[Start of section]

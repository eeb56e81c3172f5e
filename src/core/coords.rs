// src/core/coords.rs
//
// DMS (degrees-minutes-seconds) coordinate handling.

use std::sync::OnceLock;

use regex::Regex;

use crate::core::sanitize::normalize_quote_marks;

/// `40°45'30.5"N` — degrees, minutes, seconds with optional fraction,
/// optional closing quote, compass direction. Anchored at the start only,
/// so trailing text after the direction letter is tolerated.
fn dms_re() -> &'static Regex {
    static RE: OnceLock<Regex> = OnceLock::new();
    RE.get_or_init(|| {
        Regex::new(r#"^(\d{1,3})°(\d{1,2})'(\d{1,2}(?:\.\d+)?)"?([NSEW])"#).unwrap()
    })
}

/// Convert one DMS coordinate string to decimal degrees, rounded to six
/// decimal places. South and west come out negative. Returns `None` when
/// the string is not DMS-shaped; callers leave the target field unset.
pub fn dms_to_decimal(dms: &str) -> Option<f64> {
    let normalized = normalize_quote_marks(dms);
    let caps = dms_re().captures(normalized.trim())?;

    let degrees: f64 = caps[1].parse().ok()?;
    let minutes: f64 = caps[2].parse().ok()?;
    let seconds: f64 = caps[3].parse().ok()?;

    let mut decimal = degrees + minutes / 60.0 + seconds / 3600.0;
    if matches!(&caps[4], "S" | "W") {
        decimal = -decimal;
    }
    Some(round6(decimal))
}

/// Round to 6 decimal places — sub-centimeter on the ground, and the
/// precision the decimal-degree columns are defined at.
pub fn round6(v: f64) -> f64 {
    (v * 1_000_000.0).round() / 1_000_000.0
}

#[cfg(test)]
mod tests {
    use super::*;

    // Inverse used only to exercise round-trips. Seconds at 4 decimals is
    // well inside the 1e-6 degree tolerance.
    fn decimal_to_dms(value: f64, pos: char, neg: char) -> String {
        let dir = if value < 0.0 { neg } else { pos };
        let abs = value.abs();
        let degrees = abs.floor();
        let minutes = ((abs - degrees) * 60.0).floor();
        let seconds = (abs - degrees - minutes / 60.0) * 3600.0;
        format!("{}°{}'{:.4}\"{}", degrees as u32, minutes as u32, seconds, dir)
    }

    #[test]
    fn converts_plain_dms() {
        assert_eq!(dms_to_decimal("40°45'30\"N"), Some(40.758333));
        assert_eq!(dms_to_decimal("96°40'15\"W"), Some(-96.670833));
    }

    #[test]
    fn converts_fractional_seconds_and_missing_quote() {
        assert_eq!(dms_to_decimal("12°30'7.2\"S"), Some(-12.502));
        // closing quote is optional
        assert_eq!(dms_to_decimal("12°30'7S"), Some(-12.501944));
    }

    #[test]
    fn normalizes_typographic_quotes() {
        assert_eq!(
            dms_to_decimal("40\u{b0}45\u{2019}30\u{2033}N"),
            dms_to_decimal("40°45'30\"N")
        );
    }

    #[test]
    fn trailing_text_tolerated_leading_not() {
        assert_eq!(dms_to_decimal("40°45'30\"N elev 1200 m"), Some(40.758333));
        assert_eq!(dms_to_decimal("lat 40°45'30\"N"), None);
    }

    #[test]
    fn rejects_malformed() {
        assert_eq!(dms_to_decimal(""), None);
        assert_eq!(dms_to_decimal("40.758333"), None);
        assert_eq!(dms_to_decimal("40°45'N"), None);
        assert_eq!(dms_to_decimal("40°45'30\"Q"), None);
    }

    #[test]
    fn round_trips_within_tolerance() {
        for &x in &[40.758333, 0.5, 12.502, 89.999722] {
            let n = dms_to_decimal(&decimal_to_dms(x, 'N', 'S')).unwrap();
            assert!((n - x).abs() < 1e-6, "N round-trip {x} -> {n}");
            let e = dms_to_decimal(&decimal_to_dms(x, 'E', 'W')).unwrap();
            assert!((e - x).abs() < 1e-6, "E round-trip {x} -> {e}");
        }
        // southern/western values come back negated
        let s = dms_to_decimal(&decimal_to_dms(-40.758333, 'N', 'S')).unwrap();
        assert!((s + 40.758333).abs() < 1e-6);
        let w = dms_to_decimal(&decimal_to_dms(-96.670833, 'E', 'W')).unwrap();
        assert!((w + 96.670833).abs() < 1e-6);
    }
}
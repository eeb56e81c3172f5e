// src/parse.rs
//
// Structured-response parser: best-effort recovery of a key/value record
// from free-form transcription-model output. The model is asked for a
// structured object but routinely wraps it in code fences, prefixes it
// with commentary, or mangles it outright.

use serde_json::Value;

use crate::schema::{Record, field};

/// Language hints models stick after an opening code fence.
const LANGUAGE_HINTS: [&str; 2] = ["json", "python"];

/// Total version of [`try_parse_mapping`]: when no structured object can
/// be recovered, the raw text is preserved under `occurrenceRemarks` so
/// nothing is silently lost.
pub fn parse_structured_response(raw: &str) -> Record {
    try_parse_mapping(raw).unwrap_or_else(|| fallback_record(raw))
}

/// Locate and parse the embedded key/value object. Strips code fences and
/// a language-hint token, then takes the widest `{...}` span (first `{` to
/// last `}`) and parses it strictly as a JSON object. `None` when no such
/// object exists — callers decide whether to fall back or report.
pub fn try_parse_mapping(raw: &str) -> Option<Record> {
    let cleaned = strip_fences(raw);
    let start = cleaned.find('{')?;
    let end = cleaned.rfind('}')?;
    if end < start {
        return None;
    }

    let value: Value = serde_json::from_str(&cleaned[start..=end]).ok()?;
    let object = value.as_object()?;

    let mut record = Record::with_capacity(object.len());
    for (key, value) in object {
        record.insert(key.clone(), scalar_to_string(value));
    }
    Some(record)
}

/// Degraded single-field record carrying the unparsable text.
pub fn fallback_record(raw: &str) -> Record {
    let mut record = Record::new();
    record.insert(s!(field::OCCURRENCE_REMARKS), s!(raw));
    record
}

/// Trim backtick fences from both ends, plus one language-hint token left
/// behind by the opening fence.
fn strip_fences(raw: &str) -> &str {
    let text = raw.trim().trim_matches('`').trim_start();
    for hint in LANGUAGE_HINTS {
        if let Some(rest) = strip_hint(text, hint) {
            return rest.trim_start();
        }
    }
    text
}

fn strip_hint<'a>(text: &'a str, hint: &str) -> Option<&'a str> {
    let head = text.get(..hint.len())?;
    if !head.eq_ignore_ascii_case(hint) {
        return None;
    }
    let rest = &text[hint.len()..];
    if rest.is_empty() || rest.starts_with(char::is_whitespace) {
        Some(rest)
    } else {
        None
    }
}

/// Draft-record values are opaque strings downstream; scalars render
/// plainly, nested values keep their JSON form.
fn scalar_to_string(value: &Value) -> String {
    match value {
        Value::String(text) => text.clone(),
        Value::Null => s!(),
        Value::Number(n) => n.to_string(),
        Value::Bool(b) => b.to_string(),
        nested => nested.to_string(),
    }
}
// src/input.rs
//
// Input collection: one transcription text file per specimen item,
// produced upstream by whatever transcription service is in use.

use std::error::Error;
use std::fs;
use std::path::Path;

/// One specimen's worth of input. `id` is the file stem; it seeds the
/// default catalog number when the transcription doesn't supply one.
#[derive(Clone, Debug)]
pub struct InputItem {
    pub id: String,
    pub raw_text: String,
}

/// Collect `*.txt` items from `dir`, sorted by file name so output order
/// is stable across runs.
pub fn collect_items(dir: &Path) -> Result<Vec<InputItem>, Box<dyn Error>> {
    if !dir.is_dir() {
        return Err(format!("Input path is not a directory: {}", dir.display()).into());
    }

    let mut paths: Vec<_> = fs::read_dir(dir)?
        .filter_map(|entry| entry.ok().map(|e| e.path()))
        .filter(|p| {
            p.is_file()
                && p.extension()
                    .is_some_and(|ext| ext.eq_ignore_ascii_case("txt"))
        })
        .collect();
    paths.sort();

    let mut items = Vec::with_capacity(paths.len());
    for path in paths {
        let raw_text = fs::read_to_string(&path)?;
        let id = path
            .file_stem()
            .map(|stem| stem.to_string_lossy().into_owned())
            .unwrap_or_default();
        items.push(InputItem { id, raw_text });
    }
    Ok(items)
}
// src/schema.rs
//
// Ordered output column schema. Draft records are unordered field→value
// maps; the schema imposes the column set and order at projection time.
// Every exported row has exactly one cell per column.

use std::collections::HashMap;

/// One specimen's draft record: field name → string value. Absent fields
/// read as empty, never as a distinct "missing" state.
pub type Record = HashMap<String, String>;

/// Field names the parser, corrector and runner read or write.
pub mod field {
    pub const CATALOG_NUMBER: &str = "catalogNumber";
    pub const OTHER_CATALOG_NUMBERS: &str = "otherCatalogNumbers";
    pub const COLLECTOR: &str = "collector";
    pub const COLLECTOR_NUMBER: &str = "collectorNumber";
    pub const COUNTRY: &str = "country";
    pub const HABITAT: &str = "habitat";
    pub const SUBSTRATE: &str = "substrate";
    pub const VERBATIM_LATITUDE: &str = "verbatimLatitude";
    pub const VERBATIM_LONGITUDE: &str = "verbatimLongitude";
    pub const VERBATIM_ELEVATION: &str = "verbatimElevation";
    pub const OCCURRENCE_REMARKS: &str = "occurrenceRemarks";
    pub const RAW_MODEL_OUTPUT: &str = "rawGPTOutput";
}

/// Scientific-name columns appended when the supplied template lacks them.
pub const NAME_COLUMNS: [&str; 3] = ["sciname", "scientificname", "scientificNameAuthorship"];

/// Column set used when no template is supplied.
const DEFAULT_COLUMNS: [&str; 25] = [
    "catalogNumber",
    "otherCatalogNumbers",
    "collector",
    "collectorNumber",
    "associatedCollectors",
    "eventDate",
    "verbatimEventDate",
    "country",
    "stateProvince",
    "county",
    "locality",
    "habitat",
    "substrate",
    "verbatimLatitude",
    "verbatimLongitude",
    "decimalLatitude",
    "decimalLongitude",
    "verbatimElevation",
    "occurrenceRemarks",
    "identifiedBy",
    "DateIdentified",
    "sciname",
    "scientificname",
    "scientificNameAuthorship",
    "rawGPTOutput",
];

#[derive(Clone, Debug)]
pub struct Schema {
    columns: Vec<String>,
}

impl Schema {
    /// Build from template columns. The scientific-name columns are
    /// appended when missing so the name fields always have somewhere to go.
    pub fn new(mut columns: Vec<String>) -> Self {
        for extra in NAME_COLUMNS {
            if !columns.iter().any(|c| c == extra) {
                columns.push(s!(extra));
            }
        }
        Self { columns }
    }

    pub fn columns(&self) -> &[String] {
        &self.columns
    }

    /// Project a record onto the schema: one cell per column, in column
    /// order, absent fields filled with empty strings. Record fields with
    /// no matching column are dropped.
    pub fn row_from(&self, record: &Record) -> Vec<String> {
        self.columns
            .iter()
            .map(|c| record.get(c).cloned().unwrap_or_default())
            .collect()
    }
}

impl Default for Schema {
    fn default() -> Self {
        Self::new(DEFAULT_COLUMNS.iter().map(|c| s!(*c)).collect())
    }
}

#[cfg(test)]
mod tests {
    use super::*;

    #[test]
    fn name_columns_appended_when_missing() {
        let schema = Schema::new(vec![s!("catalogNumber"), s!("locality")]);
        let cols = schema.columns();
        assert_eq!(cols.len(), 5);
        assert_eq!(cols[2], "sciname");
        assert_eq!(cols[4], "scientificNameAuthorship");
    }

    #[test]
    fn name_columns_not_duplicated() {
        let schema = Schema::new(vec![s!("sciname"), s!("locality")]);
        let n = schema.columns().iter().filter(|c| *c == "sciname").count();
        assert_eq!(n, 1);
    }

    #[test]
    fn projection_fills_and_orders() {
        let schema = Schema::new(vec![s!("a"), s!("b"), s!("c")]);
        let mut record = Record::new();
        record.insert(s!("c"), s!("3"));
        record.insert(s!("a"), s!("1"));
        record.insert(s!("unknown"), s!("x"));

        let row = schema.row_from(&record);
        assert_eq!(&row[..3], &[s!("1"), s!(), s!("3")]);
    }

    #[test]
    fn default_schema_covers_corrected_fields() {
        let schema = Schema::default();
        for name in [
            field::CATALOG_NUMBER,
            field::OTHER_CATALOG_NUMBERS,
            field::VERBATIM_LATITUDE,
            field::VERBATIM_LONGITUDE,
            field::VERBATIM_ELEVATION,
            field::SUBSTRATE,
            field::OCCURRENCE_REMARKS,
            field::RAW_MODEL_OUTPUT,
        ] {
            assert!(schema.columns().iter().any(|c| c == name), "missing {name}");
        }
    }
}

[End of section]

EXERCISE INSTRUCTIONS. Please find all lines of the entries that hold the string "template" and copy them.

EXERCISE RESULT.
/// Scientific-name columns appended when the supplied template lacks them.
/// Column set used when no template is supplied.
    /// Build from template columns. The scientific-name columns are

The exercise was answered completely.